A glossy brochure with more details of HESS science can be found here
Complementing TeV gamma-ray astronomy is the study of the interstellar medium (ISM). The molecular gas throughout the galaxy is particularly important as spatial mapping of such gas can greatly help in understanding whether or not gamma-ray sources result from accelerated electrons or cosmic-rays (protons and nuclei). This then feeds back in helping to answer long-standing questions concerning the origin of cosmic-rays, how they propagate in and through the ISM, magnetic fields in the ISM, and what type of extreme scenarios actually accelerate particles to multi-TeV energies. Additional motivation comes from the fact that over 30% of the Galactic TeV gamma-ray sources are unidentified, sparking increased observations in other wavebands. As a result, much of my research is devoted to observations of TeV gamma-ray sources at millimetre and sub-millimetre wavelengths with telescopes such as Mopra in NSW and Nanten/Nanten2 on the Atacama high plateau (5km a.s.l) in Chile. Results of our Mopra observations are catalogued here on our Mopra Gamma-Ray Sources Survey page.
Here is a brief list of the sources I and my students have studied or are studying with HESS, HEGRA, CANGAROO, Nanten, Mopra,
and other instruments such as XMM-Newton and Chandra (X-rays):
- Centaurus A (the closest active galaxy)
- TeVJ2032+4130 (the first-known unidentifed TeV gamma-ray source)
- HESSJ1303-631 (The first HESS-discovered unidentifed TeV source)
- Westerlund1 (Massive stellar cluster with Wolf-Rayet members)
- W28 (an old-age SNR with molecular cloud interaction)

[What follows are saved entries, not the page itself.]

//! Utilities shared across the replyliker crates.
//!
//! Right now this is only the [`observability`] module, which owns the global
//! `tracing` setup for the binary and for integration tests.
//!
//! ```rust
//! use replyliker_common::observability::{LogConfig, LogFormat};
//!
//! let cfg = LogConfig {
//!     format: "json".parse().unwrap(),
//!     ..LogConfig::default()
//! };
//! assert!(matches!(cfg.format, LogFormat::Json));
//! assert!(!cfg.emit_stderr);
//! ```
pub mod observability;
//! X (Twitter) web API integration.
//!
//! - [`types`]: identifiers, the `TweetDetail` response model and [`ReplySet`]
//! - [`extract`]: pure `page -> (ids, cursor)` extraction
//! - [`traits`]: the page-fetch and like capabilities
//! - [`client`]: [`XWebApi`], the authenticated implementation of both
//! - [`collector`] / [`dispatcher`]: the reply traversal and the bulk like pass
pub mod client;
pub mod collector;
pub mod dispatcher;
pub mod error;
pub mod extract;
pub mod traits;
pub mod types;

pub use client::XWebApi;
pub use collector::ReplyCollector;
pub use dispatcher::{DispatchReport, LikeDispatcher};
pub use error::{CollectError, LikeError};
pub use traits::{Liker, PageSource};
pub use types::{Cursor, PostId, ReplySet};

#[cfg(test)]
pub(crate) mod testing;
use crate::twitter::types::PostId;
use replyliker_http::{HttpError, StatusCode};
use thiserror::Error;

/// Reply traversal failure. A failed page aborts the whole traversal; the ids
/// gathered up to that point are attached for diagnostics only.
#[derive(Debug, Error)]
pub enum CollectError {
    #[error(
        "fetching page {page} of replies to {focal} failed ({} replies collected before the failure)",
        .collected.len()
    )]
    Fetch {
        focal: PostId,
        page: usize,
        collected: Vec<PostId>,
        #[source]
        source: HttpError,
    },
}

impl CollectError {
    pub fn status(&self) -> Option<StatusCode> {
        match self {
            CollectError::Fetch { source, .. } => source.status(),
        }
    }

    pub fn collected(&self) -> &[PostId] {
        match self {
            CollectError::Fetch { collected, .. } => collected,
        }
    }
}

/// A single like that did not go through.
#[derive(Debug, Error)]
pub enum LikeError {
    #[error(transparent)]
    Transport(#[from] HttpError),
    /// The service answered 2xx but reported GraphQL errors.
    #[error("like rejected: {0}")]
    Rejected(String),
}
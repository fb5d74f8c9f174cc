//! Cursor-driven traversal of every reply below a focal post.
//!
//! One page is in flight at a time, and consecutive requests are separated by
//! the pacer. The loop stops on the first page without a bottom cursor. A
//! failed fetch aborts the traversal with [`CollectError::Fetch`]; a partial
//! set is never returned as success.
use crate::pacing::Pacer;
use crate::twitter::error::CollectError;
use crate::twitter::extract::{PageSummary, summarize};
use crate::twitter::traits::PageSource;
use crate::twitter::types::{Cursor, PostId, ReplySet};
use std::sync::Arc;

pub struct ReplyCollector {
    source: Arc<dyn PageSource>,
    pacer: Arc<dyn Pacer>,
}

impl ReplyCollector {
    pub fn new(source: Arc<dyn PageSource>, pacer: Arc<dyn Pacer>) -> Self {
        Self { source, pacer }
    }

    /// Gather the unique reply ids of `focal`, in first-seen order, never
    /// including `focal` itself.
    pub async fn collect(&self, focal: &PostId) -> Result<ReplySet, CollectError> {
        let mut replies = ReplySet::default();
        let mut cursor: Option<Cursor> = None;
        let mut more = true;
        let mut page = 0usize;

        tracing::info!(focal = %focal, "collect.start");

        while more {
            page += 1;
            tracing::debug!(
                page,
                cursor = cursor.as_ref().map(Cursor::preview).unwrap_or("(initial)"),
                "collect.page.request"
            );

            let fetched = match self.source.fetch_page(focal, cursor.as_ref()).await {
                Ok(fetched) => fetched,
                Err(source) => {
                    tracing::warn!(
                        page,
                        status = ?source.status(),
                        collected = replies.len(),
                        error = %source,
                        "collect.page.failed"
                    );
                    return Err(CollectError::Fetch {
                        focal: focal.clone(),
                        page,
                        collected: replies.into_vec(),
                        source,
                    });
                }
            };

            let PageSummary { ids, cursor: next } = summarize(&fetched);
            let seen = ids.len();
            let mut added = 0usize;
            for id in ids {
                if id != *focal && replies.insert(id) {
                    added += 1;
                }
            }

            more = next.is_some();
            if let Some(next) = next {
                cursor = Some(next);
            }

            tracing::debug!(
                page,
                seen,
                added,
                total = replies.len(),
                has_more = more,
                "collect.page.done"
            );

            if more {
                self.pacer.pause().await;
            }
        }

        tracing::info!(focal = %focal, pages = page, replies = replies.len(), "collect.done");
        Ok(replies)
    }
}

#[cfg(test)]
mod tests {
    use super::*;
    use crate::twitter::testing::{CountingPacer, ScriptedSource, api_error, page};
    use replyliker_http::{HttpError, StatusCode};

    fn collector(source: &Arc<ScriptedSource>, pacer: &Arc<CountingPacer>) -> ReplyCollector {
        ReplyCollector::new(source.clone(), pacer.clone())
    }

    fn as_strs(set: &ReplySet) -> Vec<&str> {
        set.iter().map(PostId::as_str).collect()
    }

    #[tokio::test]
    async fn two_pages_collapse_duplicates_in_order() {
        let source = Arc::new(ScriptedSource::new(vec![
            Ok(page(&["A", "B"], Some("X"))),
            Ok(page(&["B", "C"], None)),
        ]));
        let pacer = Arc::new(CountingPacer::default());

        let replies = collector(&source, &pacer)
            .collect(&PostId::from("F"))
            .await
            .unwrap();

        assert_eq!(as_strs(&replies), ["A", "B", "C"]);
        assert_eq!(source.requested_cursors(), [None, Some("X".to_string())]);
        assert_eq!(pacer.count(), 1);
    }

    #[tokio::test]
    async fn transport_failure_aborts_the_run() {
        let source = Arc::new(ScriptedSource::new(vec![
            Ok(page(&["A", "B"], Some("X"))),
            Err(api_error(StatusCode::TOO_MANY_REQUESTS)),
        ]));
        let pacer = Arc::new(CountingPacer::default());

        let err = collector(&source, &pacer)
            .collect(&PostId::from("F"))
            .await
            .unwrap_err();

        assert_eq!(err.status(), Some(StatusCode::TOO_MANY_REQUESTS));
        assert_eq!(err.collected(), [PostId::from("A"), PostId::from("B")]);
        let CollectError::Fetch {
            page: failed_page, ..
        } = err;
        assert_eq!(failed_page, 2);
    }

    #[tokio::test]
    async fn first_page_failure_carries_nothing() {
        let source = Arc::new(ScriptedSource::new(vec![Err(HttpError::Network(
            "connection reset".into(),
        ))]));
        let pacer = Arc::new(CountingPacer::default());

        let err = collector(&source, &pacer)
            .collect(&PostId::from("F"))
            .await
            .unwrap_err();
        assert!(err.collected().is_empty());
        assert_eq!(err.status(), None);
        assert_eq!(pacer.count(), 0);
    }

    #[tokio::test]
    async fn focal_id_is_never_collected() {
        let source = Arc::new(ScriptedSource::new(vec![
            Ok(page(&["F", "A"], Some("X"))),
            Ok(page(&["A", "F"], None)),
        ]));
        let pacer = Arc::new(CountingPacer::default());

        let replies = collector(&source, &pacer)
            .collect(&PostId::from("F"))
            .await
            .unwrap();
        assert_eq!(as_strs(&replies), ["A"]);
        assert!(!replies.contains(&PostId::from("F")));
    }

    #[tokio::test]
    async fn empty_page_with_cursor_keeps_going() {
        let source = Arc::new(ScriptedSource::new(vec![
            Ok(page(&[], Some("c1"))),
            Ok(page(&[], Some("c2"))),
            Ok(page(&["A"], None)),
        ]));
        let pacer = Arc::new(CountingPacer::default());

        let replies = collector(&source, &pacer)
            .collect(&PostId::from("F"))
            .await
            .unwrap();
        assert_eq!(as_strs(&replies), ["A"]);
        assert_eq!(
            source.requested_cursors(),
            [None, Some("c1".to_string()), Some("c2".to_string())]
        );
        assert_eq!(pacer.count(), 2);
    }

    #[tokio::test]
    async fn ids_without_cursor_end_after_that_page() {
        let source = Arc::new(ScriptedSource::new(vec![Ok(page(&["A", "B", "A"], None))]));
        let pacer = Arc::new(CountingPacer::default());

        let replies = collector(&source, &pacer)
            .collect(&PostId::from("F"))
            .await
            .unwrap();
        assert_eq!(as_strs(&replies), ["A", "B"]);
        assert_eq!(source.requested_cursors().len(), 1);
        assert_eq!(pacer.count(), 0);
    }

    #[tokio::test]
    async fn ordered_union_over_many_pages() {
        let pages: Vec<(&[&str], Option<&str>)> = vec![
            (&["1", "2", "3"][..], Some("a")),
            (&["3", "4"][..], Some("b")),
            (&[][..], Some("c")),
            (&["5", "1", "6"][..], Some("d")),
            (&["6", "7"][..], None),
        ];
        let source = Arc::new(ScriptedSource::new(
            pages.iter().map(|(ids, c)| Ok(page(ids, *c))).collect(),
        ));
        let pacer = Arc::new(CountingPacer::default());

        let replies = collector(&source, &pacer)
            .collect(&PostId::from("0"))
            .await
            .unwrap();
        assert_eq!(as_strs(&replies), ["1", "2", "3", "4", "5", "6", "7"]);
        assert_eq!(pacer.count(), 4);
    }
}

- RXJ1713.7-3946 (young SNR with non-thermal X-ray emission)
- SS-433 (galactic jet source interacting with the surrounding ISM)

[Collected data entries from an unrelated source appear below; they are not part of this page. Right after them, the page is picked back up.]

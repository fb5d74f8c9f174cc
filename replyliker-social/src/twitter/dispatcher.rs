//! Sequential "like" pass over a collected [`ReplySet`].
use crate::pacing::Pacer;
use crate::twitter::traits::Liker;
use crate::twitter::types::{PostId, ReplySet};
use serde::Serialize;
use std::sync::Arc;

/// Outcome of one dispatch pass.
#[derive(Debug, Clone, Default, PartialEq, Eq, Serialize)]
pub struct DispatchReport {
    /// Like calls actually issued.
    pub attempted: usize,
    pub liked: usize,
    /// Ids whose like failed, with the reason.
    pub failed: Vec<(PostId, String)>,
    /// Ids not attempted (the focal post).
    pub skipped: usize,
    pub dry_run: bool,
}

pub struct LikeDispatcher {
    liker: Arc<dyn Liker>,
    pacer: Arc<dyn Pacer>,
    dry_run: bool,
}

impl LikeDispatcher {
    pub fn new(liker: Arc<dyn Liker>, pacer: Arc<dyn Pacer>) -> Self {
        Self {
            liker,
            pacer,
            dry_run: false,
        }
    }

    /// Log what would be liked instead of calling the liker.
    pub fn with_dry_run(mut self, dry_run: bool) -> Self {
        self.dry_run = dry_run;
        self
    }

    /// Like every id in `replies` except `focal`, one at a time with a pause
    /// between calls. A failed like is logged and recorded; it never stops
    /// the remaining ones.
    pub async fn dispatch(&self, focal: &PostId, replies: &ReplySet) -> DispatchReport {
        let targets: Vec<&PostId> = replies.iter().filter(|id| *id != focal).collect();
        let mut report = DispatchReport {
            skipped: replies.len() - targets.len(),
            dry_run: self.dry_run,
            ..DispatchReport::default()
        };

        if self.dry_run {
            for id in &targets {
                tracing::info!(post = %id, "like.dry_run");
            }
            return report;
        }

        tracing::info!(targets = targets.len(), "like.start");
        for (i, id) in targets.into_iter().enumerate() {
            if i > 0 {
                self.pacer.pause().await;
            }
            report.attempted += 1;
            match self.liker.like(id).await {
                Ok(()) => {
                    report.liked += 1;
                    tracing::info!(post = %id, "like.ok");
                }
                Err(err) => {
                    tracing::warn!(post = %id, error = %err, "like.failed");
                    report.failed.push((id.clone(), err.to_string()));
                }
            }
        }

        tracing::info!(
            attempted = report.attempted,
            liked = report.liked,
            failed = report.failed.len(),
            "like.done"
        );
        report
    }
}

- LS5039 (High Mass X-ray binary with orbital modulation in its TeV gamma-ray emission)
- Magnetars (soft gamma repeaters and anomolous X-ray pulsars)
- Unidentified TeV sources (a rapidly growing list)
A major area of interest is the study of high energy sources at E>10 TeV energies, an energy range
not adequately covered by existing intruments such as HESS. Our group is working on the concept of
a new array of small (10-30 m^2 dishes -- HESS dishes are about 100 m^2) gamma-ray telescopes optimised
for this purpose - called PeX (PeV eXplorer) and TenTen (for 10km^3 above 10 TeV energies).
Further details and motivation of this project can be found at this
page, which details a workshop we organised for this idea.
Our Japanese colleague (T. Yoshikoshi, Uni. Tokyo) also has a webpage
(sorry in Japanese only - English available soon) dedicated to PeX. Such an array will be realised as a part of the much larger
Cherenkov Telescope Array (CTA) which aims to cover the ~20 GeV to ~100 TeV energy range with
a combination of over ~100 telescopes. I lead the Australian consortium of six institutes that has recently joined CTA via an ARC LIEF grant.
Key information about transient/variable high energy sources can come from their activity states at other
wavelengths. Of high interest is the use of optical and radio telescopes to monitor Galactic transient
sources such as X-ray binaries, SGR (soft-gamma-repeaters), AXP (anomalous X-ray pulsars)
with a view to establishing trends in their multiwavelength output -- and to trigger TeV
gamma-ray observations. Here, future radio telescopes in Australia such as MWA and ASKAP will greatly enhance
our understanding of the transient radio sky, leading into potential insights into high energy emission.